Assignment - Give back exactly the first lines of the entries below, through the line with "pub async fn find_by_id(pool: &PgPool, id: &str)".
◇ ◇ ◇
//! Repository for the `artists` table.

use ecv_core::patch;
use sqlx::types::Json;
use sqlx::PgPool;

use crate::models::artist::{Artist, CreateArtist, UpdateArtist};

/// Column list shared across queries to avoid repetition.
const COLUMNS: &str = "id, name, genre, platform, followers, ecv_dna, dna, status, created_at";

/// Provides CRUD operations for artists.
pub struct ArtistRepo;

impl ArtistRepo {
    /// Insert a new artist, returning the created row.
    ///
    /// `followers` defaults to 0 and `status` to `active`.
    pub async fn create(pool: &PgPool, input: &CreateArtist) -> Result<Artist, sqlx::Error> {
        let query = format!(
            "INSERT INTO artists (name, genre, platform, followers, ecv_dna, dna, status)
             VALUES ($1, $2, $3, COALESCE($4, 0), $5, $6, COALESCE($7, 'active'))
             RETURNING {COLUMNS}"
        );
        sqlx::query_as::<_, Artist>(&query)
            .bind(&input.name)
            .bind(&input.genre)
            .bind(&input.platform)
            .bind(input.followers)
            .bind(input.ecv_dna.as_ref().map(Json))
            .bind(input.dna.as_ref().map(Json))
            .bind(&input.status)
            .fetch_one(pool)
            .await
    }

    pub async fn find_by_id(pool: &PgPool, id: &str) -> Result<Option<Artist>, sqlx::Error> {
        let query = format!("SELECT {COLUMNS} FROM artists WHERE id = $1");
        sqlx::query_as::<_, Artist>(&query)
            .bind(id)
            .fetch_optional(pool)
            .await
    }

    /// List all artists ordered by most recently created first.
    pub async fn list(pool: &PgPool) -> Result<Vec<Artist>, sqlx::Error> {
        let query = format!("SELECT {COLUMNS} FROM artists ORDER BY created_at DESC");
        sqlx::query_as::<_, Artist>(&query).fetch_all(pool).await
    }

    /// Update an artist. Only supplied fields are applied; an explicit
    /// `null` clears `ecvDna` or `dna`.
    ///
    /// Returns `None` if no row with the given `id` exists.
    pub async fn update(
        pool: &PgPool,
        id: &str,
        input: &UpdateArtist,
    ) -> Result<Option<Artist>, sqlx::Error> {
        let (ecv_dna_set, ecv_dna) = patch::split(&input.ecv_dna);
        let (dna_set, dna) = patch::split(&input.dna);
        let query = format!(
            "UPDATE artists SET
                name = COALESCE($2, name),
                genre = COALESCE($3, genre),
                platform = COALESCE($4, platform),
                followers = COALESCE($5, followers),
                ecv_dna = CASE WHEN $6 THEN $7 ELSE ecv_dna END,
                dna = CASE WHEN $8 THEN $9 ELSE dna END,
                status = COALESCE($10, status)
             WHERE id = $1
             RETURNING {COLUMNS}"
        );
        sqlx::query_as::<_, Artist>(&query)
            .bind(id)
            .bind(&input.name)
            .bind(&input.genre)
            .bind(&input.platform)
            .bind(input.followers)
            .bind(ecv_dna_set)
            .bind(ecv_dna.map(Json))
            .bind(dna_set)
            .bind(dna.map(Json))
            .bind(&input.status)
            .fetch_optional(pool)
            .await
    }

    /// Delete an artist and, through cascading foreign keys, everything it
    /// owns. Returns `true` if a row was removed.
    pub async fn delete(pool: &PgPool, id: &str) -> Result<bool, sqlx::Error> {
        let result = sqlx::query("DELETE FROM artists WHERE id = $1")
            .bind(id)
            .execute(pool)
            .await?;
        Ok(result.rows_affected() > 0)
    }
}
◇ ◇ ◇
Written response -
//! Repository for the `artists` table.

use ecv_core::patch;
use sqlx::types::Json;
use sqlx::PgPool;

use crate::models::artist::{Artist, CreateArtist, UpdateArtist};

/// Column list shared across queries to avoid repetition.
const COLUMNS: &str = "id, name, genre, platform, followers, ecv_dna, dna, status, created_at";

/// Provides CRUD operations for artists.
pub struct ArtistRepo;

impl ArtistRepo {
    /// Insert a new artist, returning the created row.
    ///
    /// `followers` defaults to 0 and `status` to `active`.
    pub async fn create(pool: &PgPool, input: &CreateArtist) -> Result<Artist, sqlx::Error> {
        let query = format!(
            "INSERT INTO artists (name, genre, platform, followers, ecv_dna, dna, status)
             VALUES ($1, $2, $3, COALESCE($4, 0), $5, $6, COALESCE($7, 'active'))
             RETURNING {COLUMNS}"
        );
        sqlx::query_as::<_, Artist>(&query)
            .bind(&input.name)
            .bind(&input.genre)
            .bind(&input.platform)
            .bind(input.followers)
            .bind(input.ecv_dna.as_ref().map(Json))
            .bind(input.dna.as_ref().map(Json))
            .bind(&input.status)
            .fetch_one(pool)
            .await
    }

    pub async fn find_by_id(pool: &PgPool, id: &str) -> Result<Option<Artist>, sqlx::Error> {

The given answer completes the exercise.